Low Muscle Mass in Patients Receiving Hemodialysis: Correlations with Vascular Calcification and Vascular Access Failure

Seok-Hyung Kim; Gwangho Choi; Youngjin Song; Hojung Yoon; Hae Min Jeong; Jae Eon Gu; Miyeun Han; Jongho Heo; Jeong-Ju Yoo; Jong-Woo Yoon; Hyunsuk Kim

doi:10.3390/jcm10163698

Low Muscle Mass in Patients Receiving Hemodialysis: Correlations with Vascular Calcification and Vascular Access Failure

J Clin Med. 2021 Aug 20;10(16):3698. doi: 10.3390/jcm10163698.

Authors

Affiliations

¹ Department of Internal Medicine, Chuncheon Sacred Heart Hospital, Chuncheon 24253, Korea.
² Department of Internal Medicine, Hangang Sacred Heart Hospital, Seoul 07247, Korea.
³ National Assembly Futures Institute, Seoul 07233, Korea.
⁴ Department of Internal Medicine, Soonchunhyang University Hospital Bucheon, Bucheon 14584, Korea.

Abstract

Background: Sarcopenia involves an age-related decline in skeletal muscle mass with functional disability or low muscle strength. Vascular calcification (VC) occurs commonly in patients with chronic kidney disease, in whom it is associated with cardiovascular disease. We aimed to investigate the correlations of low muscle mass with the quantified vascular calcification score (VCS) of the arm of vascular access, as well as whether low muscle mass is associated with the incidence of vascular access failure. Methods: The VCS was measured on non-contrast, arm computed tomography using the Agatston method. The lower muscle mass (LMM) group comprised subjects whose skeletal muscle mass of the lower extremities, as measured using bioelectrical impedance, was lower than the median. Higher VC was defined as a score of 500 or above, corresponding to the highest 40% of VCS. The relationship between LMM and VC was explored using univariate and multivariate logistic regression analyses. Results: Seventy-five patients were included, of whom forty-two (56.0%) were men. The median age was 64 years (interquartile range 58-72 years). Of the 75 patients, 73 satisfied the diagnostic criteria for sarcopenia. The median hemodialysis vintage was 49.4 months (range 32.1-99.2 months). No significant differences were found between the non-LMM and LMM groups in sex, end-stage renal disease etiology, and type of vascular access, although the LMM group showed significantly older age and hemodialysis vintage.

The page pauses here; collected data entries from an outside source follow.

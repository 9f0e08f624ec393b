//! Adaptive throttling and remote chunk storage against a chat service's
//! message-attachment API.

pub mod obfuscate;
pub mod remote_store;
pub mod throttler;
pub mod transport;

pub use obfuscate::{hash_file_name, obfuscated_filename};
pub use remote_store::{RemoteObjectStore, RemoteStoreError};
pub use throttler::{Throttler, ThrottlerConfig};
pub use transport::{AttachmentRef, ChatTransport, HttpChatTransport, TransportError};
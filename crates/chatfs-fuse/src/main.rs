//! `chatfsmount`: a thin standalone binary that mounts a chatfs volume
//! without going through the `chatfs` CLI's full configuration layering.
//! Reads the same `CHATFS_*` environment variables the CLI's config loader
//! recognizes (see `chatfs-cli::config`), for scripted or containerized use
//! where a TOML file is overkill.

use std::env;
use std::path::PathBuf;
use std::sync::Arc;

use anyhow::{Context, Result};
use chatfs_core::{Crypto, MasterKey};
use chatfs_fuse::{ChatFilesystem, Engine};
use chatfs_index::MetadataIndex;
use chatfs_mount::ContentCache;
use chatfs_transport::{ChatTransport, HttpChatTransport, RemoteObjectStore, Throttler, ThrottlerConfig};
use tokio_util::sync::CancellationToken;
use tracing_subscriber::EnvFilter;

fn main() -> Result<()> {
    tracing_subscriber::fmt().with_env_filter(EnvFilter::try_from_default_env().unwrap_or_else(|_| "warn".into())).init();

    let mountpoint: PathBuf = env::args().nth(1).context("usage: chatfsmount <mountpoint>")?.into();

    let rt = tokio::runtime::Builder::new_multi_thread().enable_all().build()?;
    let engine = rt.block_on(build_engine())?;

    let fs = ChatFilesystem::new(Arc::new(engine), rt.handle().clone(), current_uid(), current_gid());

    let options = vec![fuser::MountOption::FSName("chatfs".to_string()), fuser::MountOption::AutoUnmount];
    let session = fuser::spawn_mount2(fs, &mountpoint, &options).context("failed to mount chatfs")?;

    rt.block_on(async {
        let _ = tokio::signal::ctrl_c().await;
    });

    drop(session);
    Ok(())
}

async fn build_engine() -> Result<Engine> {
    let bot_token = env::var("CHATFS_DISCORD_BOTTOKEN").context("CHATFS_DISCORD_BOTTOKEN is required")?;
    let channel_id: u64 = env::var("CHATFS_DISCORD_CHANNELID")
        .context("CHATFS_DISCORD_CHANNELID is required")?
        .parse()
        .context("CHATFS_DISCORD_CHANNELID must be a u64")?;

    let enable_encryption = env::var("CHATFS_SECURITY_ENABLEENCRYPTION").map(|v| v != "false" && v != "0").unwrap_or(true);

    let crypto = if enable_encryption {
        let key_bytes = match env::var("CHATFS_SECURITY_MASTERKEY") {
            Ok(b64) => {
                use base64::Engine as _;
                let bytes = base64::engine::general_purpose::STANDARD.decode(b64).context("CHATFS_SECURITY_MASTERKEY is not valid base64")?;
                let arr: [u8; 32] = bytes.try_into().map_err(|_| anyhow::anyhow!("master key must be 32 bytes"))?;
                MasterKey::from_bytes(arr)
            }
            Err(_) => MasterKey::generate(),
        };
        Some(Crypto::new(key_bytes))
    } else {
        None
    };

    let db_path = env::var("CHATFS_INDEX_DATABASEPATH").unwrap_or_else(|_| "chatfs-index.sqlite3".to_string());
    let index = Arc::new(MetadataIndex::open(&db_path)?);

    let cache_budget_mb: u64 = env::var("CHATFS_FILESYSTEM_CACHESIZEMB").ok().and_then(|v| v.parse().ok()).unwrap_or(256);
    let cache = Arc::new(ContentCache::new(cache_budget_mb * 1024 * 1024));

    let http_client = reqwest::Client::new();
    let transport = HttpChatTransport::new(http_client.clone());
    transport.connect(&bot_token).await.context("failed to authenticate with the chat service")?;
    transport.resolve_channel(channel_id).await.context("failed to resolve the configured channel")?;

    let throttler = Arc::new(Throttler::new(ThrottlerConfig::default()));
    let remote = Arc::new(RemoteObjectStore::new(Arc::new(transport), throttler, http_client));

    let cancel = CancellationToken::new();
    Ok(Engine::new(crypto, index, cache, remote, 3, cancel))
}

#[cfg(unix)]
fn current_uid() -> u32 {
    // SAFETY: getuid takes no arguments and cannot fail.
    unsafe { libc::getuid() }
}

#[cfg(unix)]
fn current_gid() -> u32 {
    // SAFETY: getgid takes no arguments and cannot fail.
    unsafe { libc::getgid() }
}
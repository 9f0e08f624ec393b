//! Full-stack exercises of [`Engine`] against a stub chat transport backed
//! by a real HTTP server, so reassembly genuinely round-trips bytes through
//! the network path rather than a download closure the test wrote itself.
//!
//! Modeled on the workflow-level integration tests the FUSE layer's backing
//! vault implementation keeps in its own `tests/` directory (one file per
//! end-to-end scenario, built against an in-process harness rather than a
//! real mount).

use std::sync::atomic::{AtomicU64, Ordering};
use std::sync::Arc;
use std::time::Duration;

use async_trait::async_trait;
use chatfs_core::{ChunkError, Crypto, MasterKey, VirtualPath};
use chatfs_fuse::{Engine, OpenMode};
use chatfs_index::MetadataIndex;
use chatfs_mount::{AdapterError, ContentCache};
use chatfs_transport::{
    AttachmentRef, ChatTransport, RemoteObjectStore, Throttler, ThrottlerConfig, TransportError,
};
use dashmap::DashMap;
use tokio_util::sync::CancellationToken;
use wiremock::matchers::{method, path_regex};
use wiremock::{Mock, MockServer, Request, Respond, ResponseTemplate};

/// Serves every uploaded chunk back over a real HTTP connection, keyed by
/// the message id embedded in its URL. `corrupt` lets a test overwrite a
/// chunk's stored bytes in place, simulating corruption in the backing
/// store between upload and a later read.
struct ChunkResponder(Arc<DashMap<u64, Vec<u8>>>);

impl Respond for ChunkResponder {
    fn respond(&self, request: &Request) -> ResponseTemplate {
        let id: Option<u64> = request.url.path().rsplit('/').next().and_then(|s| s.parse().ok());
        match id.and_then(|id| self.0.get(&id).map(|b| b.clone())) {
            Some(bytes) => ResponseTemplate::new(200).set_body_bytes(bytes),
            None => ResponseTemplate::new(404),
        }
    }
}

struct StubTransport {
    server: MockServer,
    chunks: Arc<DashMap<u64, Vec<u8>>>,
    next_id: AtomicU64,
}

impl StubTransport {
    async fn new() -> Self {
        let server = MockServer::start().await;
        let chunks = Arc::new(DashMap::new());

        Mock::given(method("GET"))
            .and(path_regex(r"^/attachments/\d+$"))
            .respond_with(ChunkResponder(Arc::clone(&chunks)))
            .mount(&server)
            .await;

        Self { server, chunks, next_id: AtomicU64::new(1) }
    }

    /// Overwrites the bytes stored behind `message_id` so the next download
    /// of that chunk returns `bytes` instead of what was originally uploaded.
    fn corrupt(&self, message_id: u64, bytes: Vec<u8>) {
        self.chunks.insert(message_id, bytes);
    }
}

#[async_trait]
impl ChatTransport for StubTransport {
    async fn connect(&self, _token: &str) -> Result<(), TransportError> {
        Ok(())
    }

    async fn await_ready(&self, _timeout: Duration) -> Result<(), TransportError> {
        Ok(())
    }

    async fn resolve_channel(&self, _channel_id: u64) -> Result<(), TransportError> {
        Ok(())
    }

    async fn send_file_attachment(&self, bytes: Vec<u8>, _filename: &str) -> Result<AttachmentRef, TransportError> {
        let message_id = self.next_id.fetch_add(1, Ordering::SeqCst);
        self.chunks.insert(message_id, bytes);
        Ok(AttachmentRef { message_id, attachment_url: format!("{}/attachments/{message_id}", self.server.uri()) })
    }

    async fn get_message(&self, _message_id: u64) -> Result<(), TransportError> {
        Ok(())
    }

    async fn delete_message(&self, _message_id: u64) -> Result<(), TransportError> {
        Ok(())
    }
}

async fn build_engine() -> (Engine, Arc<StubTransport>) {
    let index = Arc::new(MetadataIndex::open_in_memory().expect("in-memory index opens"));
    let cache = Arc::new(ContentCache::new(64 * 1024 * 1024));
    let transport = Arc::new(StubTransport::new().await);
    let throttler = Arc::new(Throttler::new(ThrottlerConfig::default()));
    let remote = Arc::new(RemoteObjectStore::new(Arc::clone(&transport), throttler, reqwest::Client::new()));
    let crypto = Crypto::new(MasterKey::generate());
    (Engine::new(Some(crypto), index, cache, remote, 3, CancellationToken::new()), transport)
}

/// Writes `content` to `path` through the engine and blocks until the
/// detached background upload the close triggers has actually completed,
/// polling the upload queue's own completion counter rather than sleeping a
/// fixed guess.
async fn write_and_close(engine: &Engine, path: &VirtualPath, content: &[u8]) {
    engine.open_or_create(path, OpenMode::CreateNew).await.expect("create succeeds");
    if !content.is_empty() {
        engine.write(path, 0, content).expect("write succeeds");
    }
    let stats = engine.upload_queue().stats();
    let before = stats.completed.load(Ordering::SeqCst) + stats.failed.load(Ordering::SeqCst);
    engine.cleanup(path);

    for _ in 0..200 {
        let now = stats.completed.load(Ordering::SeqCst) + stats.failed.load(Ordering::SeqCst);
        if now > before {
            break;
        }
        tokio::time::sleep(Duration::from_millis(10)).await;
    }
    assert_eq!(stats.failed.load(Ordering::SeqCst), 0, "background upload should not have failed");
}

#[tokio::test]
async fn small_file_round_trips_through_upload_and_reassembly() {
    let (engine, _transport) = build_engine().await;
    let file = VirtualPath::from("notes/todo.txt");

    write_and_close(&engine, &file, b"buy milk").await;

    let info = engine.get_file_info(&file).expect("record exists after close");
    assert_eq!(info.size_bytes, 8);

    let read_back = engine.read(&file, 0, 8).await.expect("read succeeds");
    assert_eq!(read_back, b"buy milk");
}

#[tokio::test]
async fn a_file_closed_without_any_write_uploads_zero_chunks() {
    let (engine, _transport) = build_engine().await;
    let file = VirtualPath::from("touched.txt");

    write_and_close(&engine, &file, b"").await;

    let info = engine.get_file_info(&file).expect("record exists after close");
    assert_eq!(info.size_bytes, 0);
    assert!(info.chunks.is_empty(), "an empty file uploads nothing");

    let read_back = engine.read(&file, 0, 10).await.expect("read succeeds");
    assert!(read_back.is_empty());
}

#[tokio::test]
async fn a_file_spanning_multiple_chunks_reassembles_in_order() {
    let (engine, _transport) = build_engine().await;
    let file = VirtualPath::from("big.bin");

    // One full CHUNK_MAX plaintext encrypts to CHUNK_MAX + 28 bytes, which
    // spills into a second ciphertext chunk.
    let content: Vec<u8> = (0..chatfs_core::chunker::CHUNK_MAX).map(|i| (i % 251) as u8).collect();
    write_and_close(&engine, &file, &content).await;

    let info = engine.get_file_info(&file).expect("record exists after close");
    assert_eq!(info.chunks.len(), 2, "a CHUNK_MAX-sized file should span two ciphertext chunks");
    assert_eq!(info.size_bytes, content.len() as u64);

    let read_back = engine.read(&file, 0, content.len()).await.expect("read succeeds");
    assert_eq!(read_back, content);
}

#[tokio::test]
async fn corrupting_a_stored_chunk_surfaces_as_a_chunk_integrity_error_on_read() {
    let (engine, transport) = build_engine().await;
    let file = VirtualPath::from("tampered.bin");

    write_and_close(&engine, &file, b"a secret worth protecting").await;

    let info = engine.get_file_info(&file).expect("record exists after close");
    let chunk = &info.chunks[0];
    transport.corrupt(chunk.message_id, vec![0xFFu8; chunk.size_bytes as usize]);

    let err = engine.read(&file, 0, 26).await.unwrap_err();
    assert!(matches!(err, AdapterError::Chunk(ChunkError::IntegrityFailure { index: 0 })));
}

#[tokio::test]
async fn renaming_a_file_preserves_its_content() {
    let (engine, _transport) = build_engine().await;
    let from = VirtualPath::from("drafts/a.txt");
    let to = VirtualPath::from("final/a.txt");

    write_and_close(&engine, &from, b"first draft").await;
    engine.mkdir(&VirtualPath::from("final")).expect("mkdir succeeds");
    engine.move_path(&from, &to, false).expect("rename succeeds");

    assert!(engine.get_file_info(&from).is_err(), "the old path should be gone");
    let read_back = engine.read(&to, 0, 64).await.expect("read from the new path succeeds");
    assert_eq!(read_back, b"first draft");
}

LMM presented a significant association with VC (hazard ratio (HR) 3.562; 95% CI, 1.341-9.463; p = 0.011). Upon adjustment for hemodialysis vintage, diabetes, and systolic blood pressure, LMM demonstrated an independent association with VC (HR, 10.415; 95% CI, 2.357-46.024; p = 0.002). The risk of vascular access failure was higher in the LMM group (HR, 3.652; 95%, CI 1.135-11.749; p = 0.03). VC was a full mediator in the relationship of LMM with recurrent vascular access failure. Conclusions: We quantified LMM via bioimpedance analysis and found a heretofore-unreported association between LMM and vascular access failure. LMM increases the risk of VC and has the potential to predict vascular access failure.

Keywords: hemodialysis; sarcopenia; vascular access failure; vascular calcification.